By the way, you can select a metric for tracking on the “Traffic” dashboard: the number of users, sessions, or choose another desired metric.
We recommend comparing weekly, monthly and year-to-year data. After all, it is normal that during Black Friday traffic will increase for e-comm websites, so the next week will have negative dynamics. However, compare last year’s Black Friday data: did your traffic increase compared to the previous year? This will be a more real indicator than a week-to-week comparison.
We also recommend analyzing traffic by country. To do this, go to the “Google Analytics” – “Countries” section. On the dashboard, you will find which country you are getting the most traffic from and the number of countries users were from during the period you selected.
Pay attention to whether the top country by active users and sessions corresponds to the area of your website. What do we mean? If you sell apples in New York, it would be strange if most of the sessions are from Australia. It is unlikely that people in Sydney want to order apples in New York to deliver to Sydney or send apples as a gift to their friends and relatives in New York.

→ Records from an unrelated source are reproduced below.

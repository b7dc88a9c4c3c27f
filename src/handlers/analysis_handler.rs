use std::sync::Arc;

use actix_web::{get, post, web, HttpRequest, HttpResponse};
use uuid::Uuid;

use crate::{
    app_state::AppState,
    errors::AppError,
    middleware::get_request_id,
    services::default_results::default_for_name,
    models::{
        domain::{AnalysisRequest, Category},
        dto::{
            request::AnalyzeRequestDto,
            response::{AnalysisResponseDto, CategoryInfoDto},
        },
    },
};

#[post("/api/analyze")]
pub async fn analyze(
    state: web::Data<Arc<AppState>>,
    req: HttpRequest,
    request: web::Json<AnalyzeRequestDto>,
) -> Result<HttpResponse, AppError> {
    let request_id = get_request_id(&req).unwrap_or_else(|| Uuid::new_v4().to_string());
    let request: AnalysisRequest = request.into_inner().try_into()?;
    log::info!(
        "[{}] Analyzing {} characters for {:?}",
        request_id,
        request.text().chars().count(),
        request.categories()
    );

    let results = state.generator.analyze(&request).await?;
    Ok(HttpResponse::Ok().json(AnalysisResponseDto::new(request_id, results)))
}

#[get("/api/categories")]
pub async fn list_categories() -> HttpResponse {
    let categories: Vec<CategoryInfoDto> = Category::ALL.into_iter().map(Into::into).collect();
    HttpResponse::Ok().json(categories)
}

/// Content served for `method` when generation fails. Unknown names get the
/// generic fallback line.
#[get("/api/categories/{method}/defaults")]
pub async fn category_defaults(method: web::Path<String>) -> HttpResponse {
    HttpResponse::Ok().json(default_for_name(&method))
}
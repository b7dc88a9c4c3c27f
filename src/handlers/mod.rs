pub mod analysis_handler;
pub mod health_handler;

pub use analysis_handler::{analyze, category_defaults, list_categories};
pub use health_handler::health_check;
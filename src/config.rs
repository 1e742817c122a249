use std::env;

use dotenvy::Error as DotenvError;
use thiserror::Error;

const SCRIPT_NAME_ENV: &str = "FLAREBIND_SCRIPT_NAME";
const ENVIRONMENT_ENV: &str = "FLAREBIND_ENVIRONMENT";
const DISPATCH_NAMESPACE_ENV: &str = "FLAREBIND_DISPATCH_NAMESPACE";

/// Context used when turning reference bindings into concrete ones.
#[derive(Clone, Debug, Default, PartialEq, Eq)]
pub struct RegistryConfig {
    /// Name of the worker script being provisioned. Self references point here.
    pub script_name: Option<String>,
    pub environment: Option<String>,
    /// Dispatch namespace the script lives in, if any.
    pub dispatch_namespace: Option<String>,
}

impl RegistryConfig {
    /// Loads configuration from `FLAREBIND_*` environment variables.
    ///
    /// Values from a local `.env` file (parsed via [`dotenvy::dotenv_override`]) override
    /// whatever is already set in the process environment. Empty values count as unset.
    pub fn from_env() -> Result<Self, ConfigError> {
        load_env_overrides()?;

        Ok(Self {
            script_name: read_var(SCRIPT_NAME_ENV),
            environment: read_var(ENVIRONMENT_ENV),
            dispatch_namespace: read_var(DISPATCH_NAMESPACE_ENV),
        })
    }

    /// Returns a builder for programmatic overrides.
    pub fn builder() -> RegistryConfigBuilder {
        RegistryConfigBuilder::default()
    }
}

/// Builder type for [`RegistryConfig`].
#[derive(Default, Clone, Debug)]
pub struct RegistryConfigBuilder {
    script_name: Option<String>,
    environment: Option<String>,
    dispatch_namespace: Option<String>,
}

impl RegistryConfigBuilder {
    pub fn script_name(mut self, name: impl Into<String>) -> Self {
        self.script_name = Some(name.into());
        self
    }

    pub fn environment(mut self, environment: impl Into<String>) -> Self {
        self.environment = Some(environment.into());
        self
    }

    pub fn dispatch_namespace(mut self, namespace: impl Into<String>) -> Self {
        self.dispatch_namespace = Some(namespace.into());
        self
    }

    /// Builds the final configuration.
    pub fn build(self) -> RegistryConfig {
        RegistryConfig {
            script_name: self.script_name,
            environment: self.environment,
            dispatch_namespace: self.dispatch_namespace,
        }
    }
}

/// Errors that can occur while building [`RegistryConfig`].
#[derive(Debug, Error)]
pub enum ConfigError {
    #[error("failed to load .env overrides: {0}")]
    Dotenv(#[from] DotenvError),
}

fn load_env_overrides() -> Result<(), ConfigError> {
    match dotenvy::dotenv_override() {
        Ok(_) => Ok(()),
        Err(err) if err.not_found() => Ok(()),
        Err(err) => Err(ConfigError::Dotenv(err)),
    }
}

fn read_var(key: &str) -> Option<String> {
    env::var(key)
        .ok()
        .map(|value| value.trim().to_owned())
        .filter(|value| !value.is_empty())
}
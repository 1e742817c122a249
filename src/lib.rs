//! Flarebind binding catalog crate.
//!
//! This crate models the bindings a worker script declares (key-value namespaces, queues,
//! databases, rate limiters, secrets, service references and so on) as a typed catalog,
//! validates them as a whole, and converts them to and from the flat JSON objects the script
//! provisioning API exchanges.

pub mod config;
pub mod descriptor;
pub mod error;
pub mod kind;
pub mod provision;
pub mod reference;
pub mod registry;

pub use crate::config::{ConfigError, RegistryConfig, RegistryConfigBuilder};
pub use crate::descriptor::{BindingDescriptor, RATE_LIMIT_PERIODS};
pub use crate::error::{BindingError, FlarebindError, Result, ValidationReport};
pub use crate::kind::{BindingKind, UnknownKind};
pub use crate::reference::{ReferenceResolver, Resolved};
pub use crate::registry::{BindingName, BindingRegistry};
pub use flarebind_wire::{ApiMessage, ApiResponse, ScriptMetadata, ScriptSettings, WireError};
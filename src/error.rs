use std::fmt;

use thiserror::Error;

use crate::config::ConfigError;
use crate::kind::BindingKind;
use flarebind_wire::WireError;

pub type Result<T> = std::result::Result<T, FlarebindError>;

#[derive(Debug, Error)]
pub enum FlarebindError {
    #[error(transparent)]
    Config(#[from] ConfigError),
    #[error(transparent)]
    Binding(#[from] BindingError),
    #[error(transparent)]
    Validation(#[from] ValidationReport),
    #[error(transparent)]
    Wire(#[from] WireError),
}

/// Configuration errors raised for a single binding.
///
/// Every variant is deterministic and none are retryable: they describe caller input, not
/// transient conditions.
#[derive(Debug, Error)]
pub enum BindingError {
    #[error("binding name must not be empty")]
    EmptyBindingName,
    #[error("binding `{name}` is already registered")]
    DuplicateBinding { name: String },
    #[error("binding `{name}` has unknown type `{kind}`")]
    UnknownVariant { name: String, kind: String },
    #[error("binding `{name}` ({kind}) is missing required field `{field}`")]
    MissingField {
        name: String,
        kind: BindingKind,
        field: &'static str,
    },
    #[error("binding `{name}` has invalid `{field}` value {value}; expected one of {expected}")]
    InvalidEnumValue {
        name: String,
        field: &'static str,
        value: String,
        expected: &'static str,
    },
    #[error("binding `{name}` is malformed: {reason}")]
    MalformedDescriptor { name: String, reason: String },
    #[error("binding `{name}` not found")]
    NotFound { name: String },
    #[error("binding `{name}` cannot change type from {from} to {to}")]
    KindChanged {
        name: String,
        from: BindingKind,
        to: BindingKind,
    },
    #[error("cannot resolve {kind} reference: {reason}")]
    UnresolvedReference { kind: BindingKind, reason: String },
    #[error("invalid binding payload: {0}")]
    Serialization(#[from] serde_json::Error),
}

impl BindingError {
    /// Indicates whether the error describes a descriptor shape mismatch, as opposed to a
    /// lookup failure or a registry conflict.
    pub fn is_validation(&self) -> bool {
        matches!(
            self,
            BindingError::UnknownVariant { .. }
                | BindingError::MissingField { .. }
                | BindingError::InvalidEnumValue { .. }
                | BindingError::MalformedDescriptor { .. }
        )
    }
}

/// Every validation failure found in one pass over a registry, in binding name order.
#[derive(Debug, Default)]
pub struct ValidationReport {
    failures: Vec<(String, BindingError)>,
}

impl ValidationReport {
    pub(crate) fn new(failures: Vec<(String, BindingError)>) -> Self {
        Self { failures }
    }

    pub fn failures(&self) -> &[(String, BindingError)] {
        &self.failures
    }

    pub fn into_failures(self) -> Vec<(String, BindingError)> {
        self.failures
    }

    pub fn len(&self) -> usize {
        self.failures.len()
    }

    pub fn is_empty(&self) -> bool {
        self.failures.is_empty()
    }
}

impl fmt::Display for ValidationReport {
    fn fmt(&self, f: &mut fmt::Formatter<'_>) -> fmt::Result {
        write!(f, "{} invalid binding(s)", self.failures.len())?;
        for (_, error) in &self.failures {
            write!(f, "\n  - {error}")?;
        }
        Ok(())
    }
}

impl std::error::Error for ValidationReport {}
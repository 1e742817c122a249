use serde_json::Value;

use crate::config::RegistryConfig;
use crate::descriptor::{BindingDescriptor, SelfReference, ServiceBinding};
use crate::error::BindingError;
use crate::kind::BindingKind;

/// Runtime-facing value of a binding.
#[derive(Clone, Debug, PartialEq)]
pub enum Resolved {
    /// A value handed to the worker directly (JSON literals and text bindings).
    Literal(Value),
    /// A concrete binding the provisioning API understands.
    Binding(BindingDescriptor),
}

/// Turns reference descriptors into concrete values without touching the network.
#[derive(Clone, Debug, Default)]
pub struct ReferenceResolver {
    script_name: Option<String>,
    environment: Option<String>,
    dispatch_namespace: Option<String>,
}

impl ReferenceResolver {
    pub fn new(config: &RegistryConfig) -> Self {
        Self {
            script_name: config.script_name.clone(),
            environment: config.environment.clone(),
            dispatch_namespace: config.dispatch_namespace.clone(),
        }
    }

    /// Resolves `descriptor` into the value the worker sees at runtime.
    ///
    /// A self reference becomes a service binding on the configured script. JSON literals and
    /// text bindings yield their payload. Every other descriptor is already concrete.
    pub fn resolve_reference(
        &self,
        descriptor: &BindingDescriptor,
    ) -> Result<Resolved, BindingError> {
        match descriptor {
            BindingDescriptor::SelfReference(reference) => {
                self.resolve_self(reference).map(Resolved::Binding)
            }
            BindingDescriptor::Json(binding) => Ok(Resolved::Literal(binding.json.clone())),
            BindingDescriptor::PlainText(binding) | BindingDescriptor::SecretText(binding) => {
                Ok(Resolved::Literal(Value::String(binding.text.clone())))
            }
            other => Ok(Resolved::Binding(other.clone())),
        }
    }

    /// Returns the descriptor to send to the provisioning API: references are replaced by
    /// their concrete binding, everything else passes through.
    pub fn concrete(
        &self,
        descriptor: &BindingDescriptor,
    ) -> Result<BindingDescriptor, BindingError> {
        match descriptor {
            BindingDescriptor::SelfReference(reference) => self.resolve_self(reference),
            other => Ok(other.clone()),
        }
    }

    fn resolve_self(&self, reference: &SelfReference) -> Result<BindingDescriptor, BindingError> {
        let script_name = self
            .script_name
            .as_deref()
            .map(str::trim)
            .filter(|name| !name.is_empty())
            .ok_or_else(|| BindingError::UnresolvedReference {
                kind: BindingKind::SelfReference,
                reason: "no script name configured".to_owned(),
            })?
            .to_owned();

        Ok(BindingDescriptor::Service(ServiceBinding {
            service: script_name,
            environment: self.environment.clone(),
            namespace: self.dispatch_namespace.clone(),
            entrypoint: reference.entrypoint.clone(),
        }))
    }
}

#[cfg(test)]
mod tests {
    use super::*;
    use serde_json::json;

    fn resolver() -> ReferenceResolver {
        ReferenceResolver::new(
            &RegistryConfig::builder()
                .script_name("api-worker")
                .environment("staging")
                .build(),
        )
    }

    #[test]
    fn self_reference_becomes_service_binding() {
        let resolved = resolver()
            .resolve_reference(&BindingDescriptor::self_entrypoint("Admin"))
            .unwrap();

        assert_eq!(
            resolved,
            Resolved::Binding(BindingDescriptor::Service(ServiceBinding {
                service: "api-worker".into(),
                environment: Some("staging".into()),
                namespace: None,
                entrypoint: Some("Admin".into()),
            }))
        );
    }

    #[test]
    fn self_reference_needs_script_name() {
        let error = ReferenceResolver::default()
            .resolve_reference(&BindingDescriptor::self_reference())
            .unwrap_err();
        assert!(matches!(
            error,
            BindingError::UnresolvedReference {
                kind: BindingKind::SelfReference,
                ..
            }
        ));
    }

    #[test]
    fn blank_script_name_does_not_resolve() {
        for script_name in ["", "   "] {
            let resolver =
                ReferenceResolver::new(&RegistryConfig::builder().script_name(script_name).build());
            assert!(matches!(
                resolver.concrete(&BindingDescriptor::self_reference()),
                Err(BindingError::UnresolvedReference { .. })
            ));
        }
    }

    #[test]
    fn json_literal_resolves_to_its_value() {
        let value = json!({ "regions": ["wnam", "weur"], "retries": 3 });
        assert_eq!(
            resolver()
                .resolve_reference(&BindingDescriptor::json(value.clone()))
                .unwrap(),
            Resolved::Literal(value)
        );
    }

    #[test]
    fn text_bindings_resolve_to_strings() {
        assert_eq!(
            resolver()
                .resolve_reference(&BindingDescriptor::secret_text("hunter2"))
                .unwrap(),
            Resolved::Literal(json!("hunter2"))
        );
    }

    #[test]
    fn concrete_bindings_pass_through() {
        let queue = BindingDescriptor::queue("jobs");
        assert_eq!(
            resolver().resolve_reference(&queue).unwrap(),
            Resolved::Binding(queue.clone())
        );
        assert_eq!(resolver().concrete(&queue).unwrap(), queue);
    }

    #[test]
    fn concrete_keeps_json_bindings() {
        let json = BindingDescriptor::json(json!([1, 2, 3]));
        assert_eq!(resolver().concrete(&json).unwrap(), json);
    }
}
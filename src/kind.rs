use std::fmt;
use std::str::FromStr;

use thiserror::Error;

/// Discriminator selecting which descriptor shape a binding uses.
///
/// The string form is the `type` tag the provisioning API expects.
#[derive(Clone, Copy, Debug, PartialEq, Eq, Hash, PartialOrd, Ord)]
pub enum BindingKind {
    Ai,
    AnalyticsEngine,
    Assets,
    Browser,
    D1,
    DispatchNamespace,
    DurableObjectNamespace,
    Hyperdrive,
    Images,
    Json,
    KvNamespace,
    MtlsCertificate,
    Pipelines,
    PlainText,
    Queue,
    RateLimit,
    R2Bucket,
    SecretKey,
    SecretText,
    SecretsStore,
    SecretsStoreSecret,
    Service,
    StaticContent,
    TailConsumer,
    Vectorize,
    VersionMetadata,
    WasmModule,
    WorkerLoader,
    Workflow,
    /// Reference to the worker being provisioned. Never sent as-is.
    SelfReference,
}

impl BindingKind {
    pub const ALL: [BindingKind; 30] = [
        BindingKind::Ai,
        BindingKind::AnalyticsEngine,
        BindingKind::Assets,
        BindingKind::Browser,
        BindingKind::D1,
        BindingKind::DispatchNamespace,
        BindingKind::DurableObjectNamespace,
        BindingKind::Hyperdrive,
        BindingKind::Images,
        BindingKind::Json,
        BindingKind::KvNamespace,
        BindingKind::MtlsCertificate,
        BindingKind::Pipelines,
        BindingKind::PlainText,
        BindingKind::Queue,
        BindingKind::RateLimit,
        BindingKind::R2Bucket,
        BindingKind::SecretKey,
        BindingKind::SecretText,
        BindingKind::SecretsStore,
        BindingKind::SecretsStoreSecret,
        BindingKind::Service,
        BindingKind::StaticContent,
        BindingKind::TailConsumer,
        BindingKind::Vectorize,
        BindingKind::VersionMetadata,
        BindingKind::WasmModule,
        BindingKind::WorkerLoader,
        BindingKind::Workflow,
        BindingKind::SelfReference,
    ];

    /// Returns the wire tag for this kind.
    pub fn as_str(&self) -> &'static str {
        match self {
            BindingKind::Ai => "ai",
            BindingKind::AnalyticsEngine => "analytics_engine",
            BindingKind::Assets => "assets",
            BindingKind::Browser => "browser",
            BindingKind::D1 => "d1",
            BindingKind::DispatchNamespace => "dispatch_namespace",
            BindingKind::DurableObjectNamespace => "durable_object_namespace",
            BindingKind::Hyperdrive => "hyperdrive",
            BindingKind::Images => "images",
            BindingKind::Json => "json",
            BindingKind::KvNamespace => "kv_namespace",
            BindingKind::MtlsCertificate => "mtls_certificate",
            BindingKind::Pipelines => "pipelines",
            BindingKind::PlainText => "plain_text",
            BindingKind::Queue => "queue",
            BindingKind::RateLimit => "ratelimit",
            BindingKind::R2Bucket => "r2_bucket",
            BindingKind::SecretKey => "secret_key",
            BindingKind::SecretText => "secret_text",
            BindingKind::SecretsStore => "secrets_store",
            BindingKind::SecretsStoreSecret => "secrets_store_secret",
            BindingKind::Service => "service",
            BindingKind::StaticContent => "static_content",
            BindingKind::TailConsumer => "tail_consumer",
            BindingKind::Vectorize => "vectorize",
            BindingKind::VersionMetadata => "version_metadata",
            BindingKind::WasmModule => "wasm_module",
            BindingKind::WorkerLoader => "worker_loader",
            BindingKind::Workflow => "workflow",
            BindingKind::SelfReference => "cloudflare::Worker::Self",
        }
    }

    /// Required fields in declaration order. Nested fields use dotted paths.
    ///
    /// `secret_key` additionally requires `key_base64` or `key_jwk` depending on its
    /// `format`; that rule is checked by the descriptor itself.
    pub fn required_fields(&self) -> &'static [&'static str] {
        match self {
            BindingKind::Ai
            | BindingKind::Assets
            | BindingKind::Browser
            | BindingKind::Images
            | BindingKind::StaticContent
            | BindingKind::VersionMetadata
            | BindingKind::WorkerLoader
            | BindingKind::SelfReference => &[],
            BindingKind::AnalyticsEngine => &["dataset"],
            BindingKind::D1 | BindingKind::Hyperdrive => &["id"],
            BindingKind::DispatchNamespace => &["namespace"],
            BindingKind::DurableObjectNamespace => &["class_name"],
            BindingKind::Json => &["json"],
            BindingKind::KvNamespace => &["namespace_id"],
            BindingKind::MtlsCertificate => &["certificate_id"],
            BindingKind::Pipelines => &["pipeline"],
            BindingKind::PlainText | BindingKind::SecretText => &["text"],
            BindingKind::Queue => &["queue_name"],
            BindingKind::RateLimit => &["namespace_id", "simple.limit", "simple.period"],
            BindingKind::R2Bucket => &["bucket_name"],
            BindingKind::SecretKey => &["algorithm", "format", "usages"],
            BindingKind::SecretsStore | BindingKind::SecretsStoreSecret => {
                &["store_id", "secret_name"]
            }
            BindingKind::Service | BindingKind::TailConsumer => &["service"],
            BindingKind::Vectorize => &["index_name"],
            BindingKind::WasmModule => &["module"],
            BindingKind::Workflow => &["workflow_name", "class_name"],
        }
    }

    /// Kinds that only exist on the configuration side and must be resolved into a concrete
    /// binding before they reach the provisioning API.
    pub fn is_reference(&self) -> bool {
        matches!(self, BindingKind::SelfReference)
    }
}

impl fmt::Display for BindingKind {
    fn fmt(&self, f: &mut fmt::Formatter<'_>) -> fmt::Result {
        f.write_str(self.as_str())
    }
}

impl FromStr for BindingKind {
    type Err = UnknownKind;

    fn from_str(s: &str) -> Result<Self, Self::Err> {
        BindingKind::ALL
            .iter()
            .copied()
            .find(|kind| kind.as_str() == s)
            .ok_or_else(|| UnknownKind(s.to_owned()))
    }
}

/// Returned when a `type` tag names no known binding kind.
#[derive(Debug, Error, Clone, PartialEq, Eq)]
#[error("unknown binding type: {0}")]
pub struct UnknownKind(pub String);
impl BindingDescriptor {
    pub fn kv_namespace(namespace_id: impl Into<String>) -> Self {
        Self::KvNamespace(KvNamespaceBinding {
            namespace_id: namespace_id.into(),
        })
    }

    pub fn queue(queue_name: impl Into<String>) -> Self {
        Self::Queue(QueueBinding {
            queue_name: queue_name.into(),
        })
    }

    pub fn rate_limit(namespace_id: impl Into<String>, limit: u64, period: u32) -> Self {
        Self::RateLimit(RateLimitBinding {
            namespace_id: namespace_id.into(),
            simple: SimpleRateLimit { limit, period },
        })
    }

    pub fn plain_text(text: impl Into<String>) -> Self {
        Self::PlainText(TextBinding { text: text.into() })
    }

    pub fn secret_text(text: impl Into<String>) -> Self {
        Self::SecretText(TextBinding { text: text.into() })
    }

    pub fn service(service: impl Into<String>) -> Self {
        Self::Service(ServiceBinding {
            service: service.into(),
            environment: None,
            namespace: None,
            entrypoint: None,
        })
    }

    /// Wraps an arbitrary JSON value.
    pub fn json(value: Value) -> Self {
        Self::Json(JsonBinding { json: value })
    }

    /// Reference to the worker being provisioned (its default entrypoint).
    pub fn self_reference() -> Self {
        Self::SelfReference(SelfReference::default())
    }

    /// Reference to a named entrypoint of the worker being provisioned.
    pub fn self_entrypoint(entrypoint: impl Into<String>) -> Self {
        Self::SelfReference(SelfReference {
            entrypoint: Some(entrypoint.into()),
        })
    }

    /// Returns the discriminator of this descriptor.
    pub fn kind(&self) -> BindingKind {
        match self {
            BindingDescriptor::Ai => BindingKind::Ai,
            BindingDescriptor::AnalyticsEngine(_) => BindingKind::AnalyticsEngine,
            BindingDescriptor::Assets => BindingKind::Assets,
            BindingDescriptor::Browser => BindingKind::Browser,
            BindingDescriptor::D1(_) => BindingKind::D1,
            BindingDescriptor::DispatchNamespace(_) => BindingKind::DispatchNamespace,
            BindingDescriptor::DurableObjectNamespace(_) => BindingKind::DurableObjectNamespace,
            BindingDescriptor::Hyperdrive(_) => BindingKind::Hyperdrive,
            BindingDescriptor::Images => BindingKind::Images,
            BindingDescriptor::Json(_) => BindingKind::Json,
            BindingDescriptor::KvNamespace(_) => BindingKind::KvNamespace,
            BindingDescriptor::MtlsCertificate(_) => BindingKind::MtlsCertificate,
            BindingDescriptor::Pipelines(_) => BindingKind::Pipelines,
            BindingDescriptor::PlainText(_) => BindingKind::PlainText,
            BindingDescriptor::Queue(_) => BindingKind::Queue,
            BindingDescriptor::RateLimit(_) => BindingKind::RateLimit,
            BindingDescriptor::R2Bucket(_) => BindingKind::R2Bucket,
            BindingDescriptor::SecretKey(_) => BindingKind::SecretKey,
            BindingDescriptor::SecretText(_) => BindingKind::SecretText,
            BindingDescriptor::SecretsStore(_) => BindingKind::SecretsStore,
            BindingDescriptor::SecretsStoreSecret(_) => BindingKind::SecretsStoreSecret,
            BindingDescriptor::Service(_) => BindingKind::Service,
            BindingDescriptor::StaticContent => BindingKind::StaticContent,
            BindingDescriptor::TailConsumer(_) => BindingKind::TailConsumer,
            BindingDescriptor::Vectorize(_) => BindingKind::Vectorize,
            BindingDescriptor::VersionMetadata => BindingKind::VersionMetadata,
            BindingDescriptor::WasmModule(_) => BindingKind::WasmModule,
            BindingDescriptor::WorkerLoader => BindingKind::WorkerLoader,
            BindingDescriptor::Workflow(_) => BindingKind::Workflow,
            BindingDescriptor::SelfReference(_) => BindingKind::SelfReference,
        }
    }

    /// Checks the descriptor against its variant's required-field set.
    ///
    /// Empty strings count as missing. `name` is only used to label the error.
    pub fn validate(&self, name: &str) -> Result<(), BindingError> {
        let kind = self.kind();
        for (field, value) in self.required_strings() {
            if value.trim().is_empty() {
                return Err(missing_field(name, kind, field));
            }
        }

        match self {
            BindingDescriptor::RateLimit(binding) => {
                if !RATE_LIMIT_PERIODS.contains(&binding.simple.period) {
                    return Err(BindingError::InvalidEnumValue {
                        name: name.to_owned(),
                        field: "simple.period",
                        value: binding.simple.period.to_string(),
                        expected: RATE_LIMIT_PERIODS_EXPECTED,
                    });
                }
            }
            BindingDescriptor::SecretKey(binding) => match binding.format {
                KeyFormat::Jwk => {
                    if binding.key_jwk.as_ref().is_none_or(Value::is_null) {
                        return Err(missing_field(name, kind, "key_jwk"));
                    }
                }
                KeyFormat::Raw | KeyFormat::Pkcs8 | KeyFormat::Spki => {
                    if binding
                        .key_base64
                        .as_deref()
                        .is_none_or(|key| key.trim().is_empty())
                    {
                        return Err(missing_field(name, kind, "key_base64"));
                    }
                }
            },
            _ => {}
        }

        Ok(())
    }

    /// Parses an untyped descriptor, reporting shape problems as typed [`BindingError`]s.
    ///
    /// A bare JSON string is accepted as a `plain_text` binding. A legacy `kv_namespace`
    /// object carrying `id` instead of `namespace_id` is normalized. Any `name` key is ignored.
    pub fn from_value(name: &str, value: Value) -> Result<Self, BindingError> {
        let mut object = match value {
            Value::String(text) => {
                let descriptor = Self::plain_text(text);
                descriptor.validate(name)?;
                return Ok(descriptor);
            }
            Value::Object(object) => object,
            other => {
                return Err(BindingError::MalformedDescriptor {
                    name: name.to_owned(),
                    reason: format!("expected an object, found {}", json_type(&other)),
                });
            }
        };

        let kind = match object.get("type") {
            Some(Value::String(tag)) => {
                tag.parse::<BindingKind>()
                    .map_err(|_| BindingError::UnknownVariant {
                        name: name.to_owned(),
                        kind: tag.clone(),
                    })?
            }
            Some(other) => {
                return Err(BindingError::UnknownVariant {
                    name: name.to_owned(),
                    kind: other.to_string(),
                });
            }
            None => {
                return Err(BindingError::MalformedDescriptor {
                    name: name.to_owned(),
                    reason: "missing `type` discriminator".to_owned(),
                });
            }
        };

        object.remove("name");
        if kind == BindingKind::KvNamespace && !object.contains_key("namespace_id") {
            if let Some(id) = object.remove("id") {
                object.insert("namespace_id".to_owned(), id);
            }
        }

        for &field in kind.required_fields() {
            let present = match lookup(&object, field) {
                Some(Value::Null) => kind == BindingKind::Json,
                Some(_) => true,
                None => false,
            };
            if !present {
                return Err(missing_field(name, kind, field));
            }
        }

        check_enumerations(name, kind, &object)?;

        let descriptor: BindingDescriptor = serde_json::from_value(Value::Object(object))
            .map_err(|err| BindingError::MalformedDescriptor {
                name: name.to_owned(),
                reason: err.to_string(),
            })?;
        descriptor.validate(name)?;
        Ok(descriptor)
    }

    /// Encodes the descriptor as its tagged JSON object (without a `name`).
    pub fn to_value(&self) -> Result<Value, BindingError> {
        Ok(serde_json::to_value(self)?)
    }

    fn required_strings(&self) -> Vec<(&'static str, &str)> {
        match self {
            BindingDescriptor::AnalyticsEngine(b) => vec![("dataset", &b.dataset)],
            BindingDescriptor::D1(b) => vec![("id", &b.id)],
            BindingDescriptor::DispatchNamespace(b) => vec![("namespace", &b.namespace)],
            BindingDescriptor::DurableObjectNamespace(b) => vec![("class_name", &b.class_name)],
            BindingDescriptor::Hyperdrive(b) => vec![("id", &b.id)],
            BindingDescriptor::KvNamespace(b) => vec![("namespace_id", &b.namespace_id)],
            BindingDescriptor::MtlsCertificate(b) => vec![("certificate_id", &b.certificate_id)],
            BindingDescriptor::Pipelines(b) => vec![("pipeline", &b.pipeline)],
            BindingDescriptor::PlainText(b) | BindingDescriptor::SecretText(b) => {
                vec![("text", &b.text)]
            }
            BindingDescriptor::Queue(b) => vec![("queue_name", &b.queue_name)],
            BindingDescriptor::RateLimit(b) => vec![("namespace_id", &b.namespace_id)],
            BindingDescriptor::R2Bucket(b) => vec![("bucket_name", &b.bucket_name)],
            BindingDescriptor::SecretsStore(b) | BindingDescriptor::SecretsStoreSecret(b) => {
                vec![("store_id", &b.store_id), ("secret_name", &b.secret_name)]
            }
            BindingDescriptor::Service(b) => vec![("service", &b.service)],
            BindingDescriptor::TailConsumer(b) => vec![("service", &b.service)],
            BindingDescriptor::Vectorize(b) => vec![("index_name", &b.index_name)],
            BindingDescriptor::WasmModule(b) => vec![("module", &b.module)],
            BindingDescriptor::Workflow(b) => vec![
                ("workflow_name", &b.workflow_name),
                ("class_name", &b.class_name),
            ],
            BindingDescriptor::Ai
            | BindingDescriptor::Assets
            | BindingDescriptor::Browser
            | BindingDescriptor::Images
            | BindingDescriptor::Json(_)
            | BindingDescriptor::SecretKey(_)
            | BindingDescriptor::StaticContent
            | BindingDescriptor::VersionMetadata
            | BindingDescriptor::WorkerLoader
            | BindingDescriptor::SelfReference(_) => Vec::new(),
        }
    }
}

If you have this situation, analyze additional data by country in Google Search Console.
Why does this happen? Maybe local optimization is a problem? Pay attention to internal and external link anchors. If every anchor has “Australia”, then obviously the page will rank for queries in Australia. Misconfigured hreflang can also have an effect.
More information: How To Audit Hreflang
The main traffic should always come from the target country (or several countries) of your website. If the data differs, audit your local SEO settings.
We already wrote above that it is worth comparing the main metrics of organic traffic with data for paid, direct, social and other types of traffic. In general, the situation should be approximately the same. For example, on holidays traffic will be less in general. But if you see a sharp drop in organic traffic, but paid traffic is normal, then the reason may be SEO technical problems with the website. For example, bugs with meta robots.
You can compare this data on the “Organic vs All” dashboard. Select the desired period and country and compare all indicators for different traffic sources.
“Directories Efficiency” is a great data table that will help you understand exactly which types of pages are most effective on your website.
For example, these could be search-based or category-based pages. Another example of directory efficiency is language subfolders. If your website has several language versions and uses subfolders, you can use this data table to analyze the effectiveness of each language version. And if you filter the data by country, you will understand whether users always switch to the relevant language versions.
Using Google Analytics data in combination with other data (logs, crawl, GSC) will help you understand what is happening with your traffic and website in general and how technical issues affect conversions. With the help of comprehensive analysis, you can focus on priority tasks that will help get the most traffic.